The additional capacity of the plant, along with Denmark's international fibre infrastructure, makes it possible for businesses to reach 80% of Europe's GDP in less than 25 milliseconds. The facility will also provide access to Microsoft's AWS Cloud and Azure ExpressRoute. 

When operational, the facility will access to 60 networks and ISPs as well as four Internet Exchanges, all the major cables, and HAVFRUE/AEC-2 - the transatlantic submarine cable connecting New Jersey to the Jutland Peninsula of Denmark, with a branch landing in Ireland.

Sustainability

In keeping with the global trend in sustainable data centres, CPH3 will use a recently completed groundwater cooling system 70 metres underground. The water temperature maintains a natural and steady 10-11 degrees Celsius and is pumped through heat exchangers to cool the HPC servers and reduce energy consumption on the data centre coolers.  

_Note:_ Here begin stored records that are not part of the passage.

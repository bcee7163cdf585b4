use crate::errors::Result;
use crate::periods::periods_model::{NewPeriod, Period, PeriodUpdate, PeriodWithSums};
use crate::periods::periods_traits::{PeriodRepositoryTrait, PeriodServiceTrait};
use async_trait::async_trait;
use std::sync::Arc;

pub struct PeriodService {
    repository: Arc<dyn PeriodRepositoryTrait>,
}

impl PeriodService {
    pub fn new(repository: Arc<dyn PeriodRepositoryTrait>) -> Self {
        PeriodService { repository }
    }
}

#[async_trait]
impl PeriodServiceTrait for PeriodService {
    fn list_periods(&self, budget_id: &str) -> Result<Vec<PeriodWithSums>> {
        self.repository.list_with_sums(budget_id)
    }

    fn get_period(&self, budget_id: &str, period_id: &str) -> Result<Period> {
        self.repository.find(budget_id, period_id)
    }

    async fn create_period(&self, budget_id: &str, new_period: NewPeriod) -> Result<Period> {
        self.repository.create(budget_id, new_period).await
    }

    async fn update_period(
        &self,
        budget_id: &str,
        period_id: &str,
        update: PeriodUpdate,
    ) -> Result<Period> {
        self.repository.update(budget_id, period_id, update).await
    }

    async fn delete_period(&self, budget_id: &str, period_id: &str) -> Result<()> {
        self.repository.delete(budget_id, period_id).await?;
        Ok(())
    }
}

The centre will be constructed using energy-efficient innovations that will result in annual energy savings of more than 1,200 MWh. A large proportion of Interxion's Ballerup campus power comes from sustainable sources, including water, solar and wind.

Data gravity

The data centre will ease demands for colocation services and the region's stream of data traffic, which has increased globally since the start of 2020 and the global pandemic.

According to Digital Realty's recently published Data Gravity Index DGx, data gravity intensity is projected to more than double annually through 2024. It will grow faster across the EMEA region than in either North America or the Asia Pacific.  

"Data is migrating away from on-premise data centres to the cloud," said Peder Bank, Nordics Managing Director, Interxion.

"This trend, along with the exponential growth in the volume of data created, has prompted enterprises to harness the power of data gravity and deploy their critical infrastructure at key centres of data exchange."

Banks added that Interxion's Copenhagen campus forms a key, digital hub for Denmark, which offers a uniquely attractive business climate for new enterprises.